How can you ease the strain of the rebranding mandate on hospital staff at every level of the system? One answer is to offer centralized support for what is largely a decentralized execution. You’ll need to address structure and decision making, support accurate cost estimates, and provide technology designed to support rebranding projects along with access to knowledgeable project support resources. To ensure clear understanding of key methods and commitments, be ready to answer to key questions such as: Which entity finances each cost? Who manages quality, and how? What technologies will be used to model, track and report on the rebranding? Properly staffing and training the Helpdesk for the duration of the project (and beyond) is also essential to quality and organizational satisfaction with the rebranding.  

3. Lack of a comprehensive communications plan

When it comes to communication, too often the plan focuses on the reason for the rebrand. Its cadence trails off after the initial launch to employees. It also often falls short in owning the expectation setting with other key audiences like the media and analysts who can help to build equity and value.

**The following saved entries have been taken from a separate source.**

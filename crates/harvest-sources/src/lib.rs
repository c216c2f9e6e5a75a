//! Reference fetchers and the `sources.yaml` registry loader.

use std::path::Path;
use std::sync::Arc;
use std::time::Duration;

use anyhow::{Context, Result};
use harvest_storage::{HttpProfile, TokenBucketConfig};
use harvest_sync::{Fetcher, FetcherRegistry};
use serde::Deserialize;
use thiserror::Error;

pub mod economic;
pub mod legislation;
pub mod rss;

pub use economic::{EconomicSeriesConfig, EconomicSeriesFetcher};
pub use legislation::{LegislationConfig, LegislationFetcher};
pub use rss::{RssConfig, RssFetcher};

pub const CRATE_NAME: &str = "harvest-sources";

#[derive(Debug, Clone, Deserialize)]
pub struct SourcesFile {
    pub sources: Vec<SourceConfig>,
}

#[derive(Debug, Clone, Deserialize)]
pub struct SourceConfig {
    pub name: String,
    #[serde(default = "default_enabled")]
    pub enabled: bool,
    #[serde(default)]
    pub category: Option<String>,
    #[serde(default)]
    pub schedule: Option<String>,
    #[serde(default)]
    pub http: HttpSettings,
    #[serde(flatten)]
    pub kind: SourceKind,
}

fn default_enabled() -> bool {
    true
}

#[derive(Debug, Clone, Deserialize)]
#[serde(tag = "kind", rename_all = "snake_case")]
pub enum SourceKind {
    Rss(RssConfig),
    Legislation(LegislationConfig),
    EconomicSeries(EconomicSeriesConfig),
}

impl SourceKind {
    pub fn label(&self) -> &'static str {
        match self {
            Self::Rss(_) => "rss",
            Self::Legislation(_) => "legislation",
            Self::EconomicSeries(_) => "economic_series",
        }
    }
}

#[derive(Debug, Clone, Default, Deserialize)]
pub struct HttpSettings {
    #[serde(default)]
    pub user_agent: Option<String>,
    #[serde(default)]
    pub timeout_secs: Option<u64>,
    #[serde(default)]
    pub rate_limit: Option<RateLimitSettings>,
}

#[derive(Debug, Clone, Copy, Deserialize)]
pub struct RateLimitSettings {
    pub capacity: u32,
    pub refill_ms: u64,
}

impl HttpSettings {
    pub fn profile(&self) -> HttpProfile {
        HttpProfile {
            user_agent: self.user_agent.clone(),
            timeout: self.timeout_secs.map(Duration::from_secs),
            token_bucket: self.rate_limit.map(|r| TokenBucketConfig {
                capacity: r.capacity,
                refill_every: Duration::from_millis(r.refill_ms),
            }),
        }
    }
}

#[derive(Debug, Error)]
pub enum SourceConfigError {
    #[error("source {name} has no {what} configured")]
    Empty { name: String, what: &'static str },
    #[error("source {name}: invalid selector {selector:?}: {message}")]
    Selector {
        name: String,
        selector: String,
        message: String,
    },
}

/// Shared descriptive fields for a configured fetcher.
#[derive(Debug, Clone)]
pub struct SourceMeta {
    pub name: String,
    pub category: String,
    pub schedule: Option<String>,
    pub profile: HttpProfile,
}

impl SourceMeta {
    fn from_config(config: &SourceConfig) -> Self {
        Self {
            name: config.name.clone(),
            category: config
                .category
                .clone()
                .unwrap_or_else(|| config.kind.label().to_string()),
            schedule: config.schedule.clone(),
            profile: config.http.profile(),
        }
    }
}

impl SourcesFile {
    pub fn parse(yaml: &str) -> Result<Self> {
        serde_yaml::from_str(yaml).context("parsing sources file")
    }

    pub fn load(path: &Path) -> Result<Self> {
        let text = std::fs::read_to_string(path).with_context(|| format!("reading {}", path.display()))?;
        Self::parse(&text).with_context(|| format!("loading {}", path.display()))
    }

    pub fn enabled(&self) -> impl Iterator<Item = &SourceConfig> {
        self.sources.iter().filter(|s| s.enabled)
    }
}

pub fn build_fetcher(config: &SourceConfig) -> Result<Arc<dyn Fetcher>> {
    let meta = SourceMeta::from_config(config);
    let fetcher: Arc<dyn Fetcher> = match &config.kind {
        SourceKind::Rss(rss) => Arc::new(RssFetcher::new(meta, rss.clone())?),
        SourceKind::Legislation(leg) => Arc::new(LegislationFetcher::new(meta, leg.clone())?),
        SourceKind::EconomicSeries(econ) => Arc::new(EconomicSeriesFetcher::new(meta, econ.clone())?),
    };
    Ok(fetcher)
}

/// Registry of every enabled source in the file.
pub fn build_registry(file: &SourcesFile) -> Result<FetcherRegistry> {
    let mut registry = FetcherRegistry::new();
    for config in file.enabled() {
        let fetcher = build_fetcher(config).with_context(|| format!("configuring source {}", config.name))?;
        registry.register(fetcher)?;
    }
    Ok(registry)
}
//! RSS 2.0 feeds: every entry is an item keyed by guid, link or title + date.

use async_trait::async_trait;
use chrono::{DateTime, Utc};
use harvest_core::{item_id, DryRunResult, UpsertDecision};
use harvest_storage::HttpProfile;
use harvest_sync::{check_response, DryRunProbe, ExecutionContext, Fetcher, ItemError, RunBody};
use quick_xml::de::from_str;
use serde::{Deserialize, Serialize};
use tracing::{debug, info};

use crate::{SourceConfigError, SourceMeta};

#[derive(Debug, Clone, Deserialize)]
pub struct RssConfig {
    pub feeds: Vec<String>,
}

#[derive(Debug, Deserialize)]
struct Rss {
    channel: Channel,
}

#[derive(Debug, Deserialize)]
struct Channel {
    #[serde(rename = "item", default)]
    items: Vec<Item>,
}

#[derive(Debug, Deserialize)]
struct Item {
    title: Option<String>,
    link: Option<String>,
    guid: Option<String>,
    #[serde(rename = "pubDate")]
    pub_date: Option<String>,
    description: Option<String>,
}

/// What gets stored and hashed for one entry.
#[derive(Debug, Clone, PartialEq, Serialize, Deserialize)]
pub struct FeedEntry {
    pub feed: String,
    pub natural_key: String,
    pub title: Option<String>,
    pub link: Option<String>,
    pub published_at: Option<DateTime<Utc>>,
    pub description: Option<String>,
}

fn non_empty(value: Option<String>) -> Option<String> {
    value
        .map(|v| v.trim().to_string())
        .filter(|v| !v.is_empty())
}

fn natural_key(item: &Item) -> Option<String> {
    if let Some(guid) = non_empty(item.guid.clone()) {
        return Some(guid);
    }
    if let Some(link) = non_empty(item.link.clone()) {
        return Some(link);
    }
    let title = non_empty(item.title.clone())?;
    Some(match non_empty(item.pub_date.clone()) {
        Some(date) => format!("{title}|{date}"),
        None => title,
    })
}

/// Parses a feed document. Entries with no usable identity are returned as errors
/// so the caller can count them as failed.
pub fn parse_feed(feed: &str, xml: &str) -> Result<Vec<Result<FeedEntry, ItemError>>, ItemError> {
    let rss: Rss = from_str(xml).map_err(|err| ItemError::parse(feed, err))?;
    Ok(rss
        .channel
        .items
        .into_iter()
        .enumerate()
        .map(|(index, item)| {
            let key = natural_key(&item).ok_or_else(|| {
                ItemError::parse(format!("{feed}#{index}"), "entry has no guid, link or title")
            })?;
            Ok(FeedEntry {
                feed: feed.to_string(),
                natural_key: key,
                title: non_empty(item.title),
                link: non_empty(item.link),
                published_at: item
                    .pub_date
                    .as_deref()
                    .and_then(|d| DateTime::parse_from_rfc2822(d.trim()).ok())
                    .map(|d| d.with_timezone(&Utc)),
                description: non_empty(item.description),
            })
        })
        .collect())
}

pub fn last_sync_key(feed: &str) -> String {
    format!("last_sync:{feed}")
}

pub struct RssFetcher {
    meta: SourceMeta,
    feeds: Vec<String>,
}

impl RssFetcher {
    pub fn new(meta: SourceMeta, config: RssConfig) -> Result<Self, SourceConfigError> {
        if config.feeds.is_empty() {
            return Err(SourceConfigError::Empty {
                name: meta.name,
                what: "feeds",
            });
        }
        Ok(Self {
            meta,
            feeds: config.feeds,
        })
    }

    async fn sync_feed(&self, ctx: &ExecutionContext, feed: &str) -> Result<(), ItemError> {
        let started = Utc::now();
        let xml = check_response(ctx.http().get(feed).await?)?.text().await?;
        let entries = parse_feed(feed, &xml)?;
        debug!(feed, entries = entries.len(), "parsed feed");

        for entry in entries {
            ctx.mark_attempted();
            let entry = match entry {
                Ok(entry) => entry,
                Err(err) => {
                    ctx.fail_item(&err, feed);
                    continue;
                }
            };
            ctx.mark_fetched();
            let body = serde_json::to_string(&entry).map_err(ItemError::storage)?;
            match ctx.upsert_raw(&item_id(&entry.natural_key), &body, "json").await {
                Ok(UpsertDecision::New) => ctx.mark_new(1),
                Ok(UpsertDecision::Updated) => ctx.mark_updated(1),
                Ok(UpsertDecision::Unchanged) => ctx.mark_skipped(),
                Err(err) => ctx.fail_item(&err, &entry.natural_key),
            }
        }

        ctx.checkpoint()
            .set_datetime(&last_sync_key(feed), started)
            .await
    }
}

#[async_trait]
impl RunBody for RssFetcher {
    async fn run(&self, ctx: &ExecutionContext) -> anyhow::Result<()> {
        for (position, feed) in self.feeds.iter().enumerate() {
            match self.sync_feed(ctx, feed).await {
                Ok(()) => {}
                Err(err) if err.is_rate_limited() => {
                    // This feed and the ones after it wait for the next run.
                    info!(feed, error = %err, "rate limited; stopping this run");
                    ctx.defer_remaining((self.feeds.len() - position) as u64, feed);
                    break;
                }
                Err(err) => ctx.fail_item(&err, feed),
            }
        }
        Ok(())
    }
}

#[async_trait]
impl Fetcher for RssFetcher {
    fn name(&self) -> &str {
        &self.meta.name
    }

    fn version(&self) -> &str {
        "1"
    }

    fn category(&self) -> &str {
        &self.meta.category
    }

    fn http_profile(&self) -> HttpProfile {
        self.meta.profile.clone()
    }

    fn schedule(&self) -> Option<&str> {
        self.meta.schedule.as_deref()
    }

    async fn dry_run(&self, probe: &DryRunProbe) -> DryRunResult {
        let mut result = DryRunResult::new(self.name());
        for feed in &self.feeds {
            result.push(probe.check_url("feed reachable", feed).await);
        }
        for check in probe.standard_checks().await {
            result.push(check);
        }
        result
    }
}

#[cfg(test)]
mod tests {
    use super::*;
    use harvest_core::ErrorKind;

    const FEED: &str = r#"<?xml version="1.0" encoding="UTF-8"?>
<rss version="2.0">
  <channel>
    <title>Press releases</title>
    <item>
      <title>Rates held</title>
      <link>https://example.org/press/1</link>
      <guid>press-1</guid>
      <pubDate>Tue, 05 Mar 2024 14:00:00 GMT</pubDate>
      <description>The committee held rates.</description>
    </item>
    <item>
      <title>Minutes published</title>
      <link>https://example.org/press/2</link>
    </item>
    <item>
      <title>Speech</title>
      <pubDate>Wed, 06 Mar 2024 09:30:00 GMT</pubDate>
    </item>
    <item>
      <description>orphan</description>
    </item>
  </channel>
</rss>"#;

    #[test]
    fn identity_prefers_guid_then_link_then_title_and_date() {
        let entries = parse_feed("https://example.org/feed.xml", FEED).unwrap();
        assert_eq!(entries.len(), 4);

        let keys: Vec<_> = entries
            .iter()
            .filter_map(|e| e.as_ref().ok())
            .map(|e| e.natural_key.as_str())
            .collect();
        assert_eq!(
            keys,
            vec![
                "press-1",
                "https://example.org/press/2",
                "Speech|Wed, 06 Mar 2024 09:30:00 GMT"
            ]
        );

        let first = entries[0].as_ref().unwrap();
        assert_eq!(
            first.published_at.unwrap().to_rfc3339(),
            "2024-03-05T14:00:00+00:00"
        );
        assert_eq!(entries[3].as_ref().unwrap_err().kind(), ErrorKind::ParseError);
    }

    #[test]
    fn empty_channel_parses_to_nothing() {
        let xml = r#"<rss version="2.0"><channel><title>quiet</title></channel></rss>"#;
        assert!(parse_feed("f", xml).unwrap().is_empty());
    }

    #[test]
    fn malformed_xml_is_a_parse_error() {
        let err = parse_feed("f", "<rss><channel>").unwrap_err();
        assert_eq!(err.kind(), ErrorKind::ParseError);
    }
}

What can healthcare marketers do to improve rebrand communications? Be holistic. Own the conversation. Communicate not just the rationale for the rebranding, but the how and the when so people know what to expect. While employees are affected the most by rebranding, you need to inform and influence many other stakeholders. If you’ve implemented best practices during planning and initial execution, you’ll be able to assure all key audiences that you’re underspending industry norms. With a stable timeline, you won’t cast a shadow on the rebranding—and your own credibility—by repeatedly announcing and defending delays.

The rebranding efforts of healthcare systems over the last several years have produced a plethora of accurate data on the resources, hard dollars, organizational strategies, tools, and communication models that work best. Tap these learnings to set your rebrand implementation up for success from the earliest planning stage through execution. Get this right, and your organization will avoid the risks of healthcare rebranding.